The system’s dual-layer DVD burner and internal 160GB hard drive are full desktop size, so they’re easy to replace with standard (and cheaper) parts in case something goes bad. Since the M57p is housed in a small-form-factor case, it has no internal expansion room to speak of, so you’ll have to plug an external USB hard drive or large-capacity USB thumb drives into one of the four available USB ports for more drive space. The system also is limited to integrated Intel GMA 3100 graphics.

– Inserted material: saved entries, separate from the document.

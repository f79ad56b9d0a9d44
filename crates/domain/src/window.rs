//! Window control — per-sensor phases and the decisions they lead to.
//!
//! Each monitored window sensor moves through four phases:
//!
//! ```text
//!            open                 fired, still open
//! ClosedSettled ──▶ OpenPending ─────────────────▶ OpenSettled
//!      ▲                │  ▲                            │
//!      │ fired, still   │  │ open                 closed│
//!      │ closed         ▼  │                            ▼
//!      └──────────── ClosePending ◀─────────────────────┘
//! ```
//!
//! A reading always supersedes whatever was pending; a fired timer whose
//! condition no longer holds settles on the opposite side without acting.

use std::fmt;

use serde::{Deserialize, Serialize};

use crate::entity::WindowReading;
use crate::id::{AreaId, EntityId};

/// Direction of a delayed action waiting on a sensor.
#[derive(Debug, Clone, Copy, PartialEq, Eq, Hash, Serialize, Deserialize)]
#[serde(rename_all = "snake_case")]
pub enum PendingDirection {
    PendingOpen,
    PendingClose,
}

impl PendingDirection {
    /// The direction a fresh reading arms.
    #[must_use]
    pub fn for_reading(reading: WindowReading) -> Self {
        match reading {
            WindowReading::Open => Self::PendingOpen,
            WindowReading::Closed => Self::PendingClose,
        }
    }

    /// The reading that must still hold when the timer fires.
    #[must_use]
    pub fn expected_reading(self) -> WindowReading {
        match self {
            Self::PendingOpen => WindowReading::Open,
            Self::PendingClose => WindowReading::Closed,
        }
    }
}

impl fmt::Display for PendingDirection {
    fn fmt(&self, f: &mut fmt::Formatter<'_>) -> fmt::Result {
        f.write_str(match self {
            Self::PendingOpen => "pending-open",
            Self::PendingClose => "pending-close",
        })
    }
}

#[derive(Debug, Clone, Copy, PartialEq, Eq, Hash, Default, Serialize, Deserialize)]
#[serde(rename_all = "snake_case")]
pub enum WindowPhase {
    #[default]
    ClosedSettled,
    OpenPending,
    OpenSettled,
    ClosePending,
}

impl WindowPhase {
    /// Phase after the sensor reports `reading`, from any prior phase.
    #[must_use]
    pub fn on_reading(self, reading: WindowReading) -> Self {
        match reading {
            WindowReading::Open => Self::OpenPending,
            WindowReading::Closed => Self::ClosePending,
        }
    }

    /// Phase after a `direction` timer fired and the live reading was checked.
    #[must_use]
    pub fn on_fired(self, direction: PendingDirection, still_matches: bool) -> Self {
        match (direction, still_matches) {
            (PendingDirection::PendingOpen, true) | (PendingDirection::PendingClose, false) => {
                Self::OpenSettled
            }
            (PendingDirection::PendingOpen, false) | (PendingDirection::PendingClose, true) => {
                Self::ClosedSettled
            }
        }
    }

    /// Settled phase matching `reading`.
    #[must_use]
    pub fn settled(reading: WindowReading) -> Self {
        match reading {
            WindowReading::Open => Self::OpenSettled,
            WindowReading::Closed => Self::ClosedSettled,
        }
    }

    /// The reading this phase was last entered on.
    #[must_use]
    pub fn reading(self) -> WindowReading {
        match self {
            Self::OpenPending | Self::OpenSettled => WindowReading::Open,
            Self::ClosedSettled | Self::ClosePending => WindowReading::Closed,
        }
    }

    /// The delayed action this phase is waiting on, if any.
    #[must_use]
    pub fn pending(self) -> Option<PendingDirection> {
        match self {
            Self::OpenPending => Some(PendingDirection::PendingOpen),
            Self::ClosePending => Some(PendingDirection::PendingClose),
            Self::ClosedSettled | Self::OpenSettled => None,
        }
    }
}

#[derive(Debug, Clone, Copy, PartialEq, Eq, Hash, Serialize, Deserialize)]
#[serde(rename_all = "snake_case")]
pub enum ControlAction {
    TurnOff,
    Restore,
}

impl fmt::Display for ControlAction {
    fn fmt(&self, f: &mut fmt::Formatter<'_>) -> fmt::Result {
        f.write_str(match self {
            Self::TurnOff => "turn-off",
            Self::Restore => "restore",
        })
    }
}

/// Which actuators of which area to turn off or restore.
#[derive(Debug, Clone, PartialEq, Eq, Serialize, Deserialize)]
pub struct ControlDecision {
    pub area_id: AreaId,
    pub action: ControlAction,
    pub entity_ids: Vec<EntityId>,
}

/// Why a fired timer led to no decision.
#[derive(Debug, Clone, PartialEq, Eq)]
pub enum SkipReason {
    /// The live reading no longer matches what armed the timer.
    Stale,
    /// The sensor has no area, directly or through its device.
    NoArea,
    /// No actuator in the area is in the state the action applies to.
    NoEligibleActuators,
    /// Another window in the same area still reads open.
    PeerWindowOpen(EntityId),
    /// The desired target is itself off.
    TargetOff,
    /// The desired target carries no attribute.
    NothingToRestore,
}

impl fmt::Display for SkipReason {
    fn fmt(&self, f: &mut fmt::Formatter<'_>) -> fmt::Result {
        match self {
            Self::Stale => f.write_str("reading changed before the delay elapsed"),
            Self::NoArea => f.write_str("sensor has no area"),
            Self::NoEligibleActuators => f.write_str("no eligible actuator in area"),
            Self::PeerWindowOpen(peer) => write!(f, "window {peer} still open"),
            Self::TargetOff => f.write_str("desired target is off"),
            Self::NothingToRestore => f.write_str("desired target is empty"),
        }
    }
}

#[derive(Debug, Clone, Copy, PartialEq, Eq, Default, Serialize, Deserialize)]
#[serde(rename_all = "snake_case")]
pub enum WindowControlMode {
    #[default]
    Off,
    /// Group-wide control; accepted but not driven by the area controller.
    Legacy,
    AreaBased,
}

On the plus side, there are both VGA and DVI ports for either type of monitor, and the system does support dual monitors (one VGA and one DVI).
It’s available at Amazon
Apple Mac mini
The Apple Mac mini is widely known for its iconic design, but it also has a number of green credentials that earn it a place on our list here. When it was introduced, the mini set a new standard for energy efficiency. It’s still the most energy efficient desktop computer available — it consumes just 20-28 watts on average.
Tom’s Hardware reports:
During testing, our Mac min was able to shine in this respect, drawing a mere 20 watts of power; during DVD playback, this rose to only 28 W. In contrast, the power requirements of current Intel-based PC systems is anything but reasonable – under comparable conditions, these power-hungry machines draw up to 160 watts.
According to Apple, the mini is about 90 percent recyclable. It received a Silver EPEAT rating.

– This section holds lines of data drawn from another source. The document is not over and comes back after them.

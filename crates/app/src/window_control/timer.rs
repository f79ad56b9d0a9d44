//! Window timers — one cancellable delayed action per window sensor.

use std::collections::HashMap;
use std::time::Duration;

use tokio::sync::mpsc;
use tokio::task::JoinHandle;

use climgroup_domain::id::EntityId;
use climgroup_domain::time::{Timestamp, due_after, now};
use climgroup_domain::window::PendingDirection;

/// A timer that ran out. Only acts if [`WindowTimerManager::claim`]
/// accepts it.
#[derive(Debug, Clone, PartialEq, Eq)]
pub struct TimerFired {
    pub sensor_id: EntityId,
    pub direction: PendingDirection,
    generation: u64,
}

struct Slot {
    direction: PendingDirection,
    due: Timestamp,
    generation: u64,
    task: JoinHandle<()>,
}

/// Owns the pending delayed action of every window sensor.
///
/// Fired timers are delivered on the channel returned by
/// [`WindowTimerManager::new`], so they are handled on the same loop as
/// sensor events. A sensor never has more than one pending timer, and a
/// timer that was cancelled or replaced is never claimable, even if it had
/// already fired.
pub struct WindowTimerManager {
    slots: HashMap<EntityId, Slot>,
    next_generation: u64,
    fired: mpsc::UnboundedSender<TimerFired>,
}

impl WindowTimerManager {
    #[must_use]
    pub fn new() -> (Self, mpsc::UnboundedReceiver<TimerFired>) {
        let (fired, receiver) = mpsc::unbounded_channel();
        let manager = Self {
            slots: HashMap::new(),
            next_generation: 0,
            fired,
        };
        (manager, receiver)
    }

    /// Arm a timer for `sensor_id`, replacing any pending one.
    ///
    /// The timer always fires from a spawned task, even with a zero delay.
    pub fn schedule(&mut self, sensor_id: EntityId, direction: PendingDirection, delay: Duration) {
        self.cancel(&sensor_id);

        self.next_generation += 1;
        let generation = self.next_generation;
        let message = TimerFired {
            sensor_id: sensor_id.clone(),
            direction,
            generation,
        };
        let fired = self.fired.clone();
        let task = tokio::spawn(async move {
            tokio::time::sleep(delay).await;
            // the receiver only goes away on teardown
            let _ = fired.send(message);
        });

        tracing::trace!(
            sensor = %sensor_id,
            %direction,
            delay_secs = delay.as_secs_f64(),
            "timer armed"
        );
        self.slots.insert(
            sensor_id,
            Slot {
                direction,
                due: due_after(now(), delay),
                generation,
                task,
            },
        );
    }

    /// Cancel the pending timer of `sensor_id`. Returns whether one existed.
    pub fn cancel(&mut self, sensor_id: &EntityId) -> bool {
        match self.slots.remove(sensor_id) {
            Some(slot) => {
                slot.task.abort();
                tracing::trace!(sensor = %sensor_id, direction = %slot.direction, "timer cancelled");
                true
            }
            None => false,
        }
    }

    pub fn cancel_all(&mut self) {
        for (_, slot) in self.slots.drain() {
            slot.task.abort();
        }
    }

    /// Accept `fired` if it is still the sensor's pending timer, clearing
    /// the slot. Cancelled and replaced timers are rejected.
    pub fn claim(&mut self, fired: &TimerFired) -> bool {
        let current = self
            .slots
            .get(&fired.sensor_id)
            .is_some_and(|slot| slot.generation == fired.generation);
        if current {
            self.slots.remove(&fired.sensor_id);
        } else {
            tracing::trace!(sensor = %fired.sensor_id, "superseded timer ignored");
        }
        current
    }

    /// Direction and due time of the sensor's pending timer.
    #[must_use]
    pub fn pending(&self, sensor_id: &EntityId) -> Option<(PendingDirection, Timestamp)> {
        self.slots
            .get(sensor_id)
            .map(|slot| (slot.direction, slot.due))
    }

    #[must_use]
    pub fn len(&self) -> usize {
        self.slots.len()
    }

    #[must_use]
    pub fn is_empty(&self) -> bool {
        self.slots.is_empty()
    }
}

impl Drop for WindowTimerManager {
    fn drop(&mut self) {
        self.cancel_all();
    }
}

The Mac mini has been considered a budget Mac (prices start $600), but now that it’s equipped with a Core 2 Duo processor, it’s as powerful as a larger desktop.
Link: Apple Mac mini
It’s available from Amazon.
Zonbu Desktop Mini
The Zonbu Desktop Mini is a Linux-based, minimalist computer that contains no hard drive, instead, in the spirit of “network computing” everything is stored online. After paying $99 or $299 for the computer itself, you the Zonbu owner can subscribe for the online storage service (via Amazon’s S3 network) for $12.95 a month for two years (or $149 for a yearly subscription).
The absence of a hard drive means the Zonbu is silent, and consumes just 11 watts when running (8 watts in standby mode). It has a number of other green attributes including EPEAT Gold, RoHS and Energy Star 4.0 certifications. The manufacturer also has a recycling take-back system, and they use minimal, recycled packaging for the computer.
Link: Zonbu Desktop Mini
The CherryPal is a similar to the Zonbu Desktop Mini — it has no moving parts, and everything is stored online, including its applications. The CherryPal is designed to be used for only need basic computing and Web browsing. The machines itself measures just 1.3 x 5.8 x 4.2 inches, and it has a Freescale processsor with 256MB of RAM, a 4GB solid state drive, 802.11g Wi-Fi, a Firefox browser, and a Debian Linux operating system. Applications likes OpenOffice, iTunes (including iTunes Store support), and other CherryPal-branded apps will be accessible from the desktop. Since everything is administered by CherryPal, malware protection, antivirus efforts, and software upgrades are done automatically.
CherryPal claims that this is the greenest and most affordable PC, since it consumes just 2 watts of power, uses 80 percent fewer components (than an average desktop), and can last a decade or longer. The CherryPal’s price is $249, a bit cheaper than the $299 Zonbu. (The Zonbu was originally available subsidized with a contract for $99.)
There is no contract for the CherryPal, nor any monthly fees, and 50GB of lifetime (or at least the lifetime of the company) storage is included.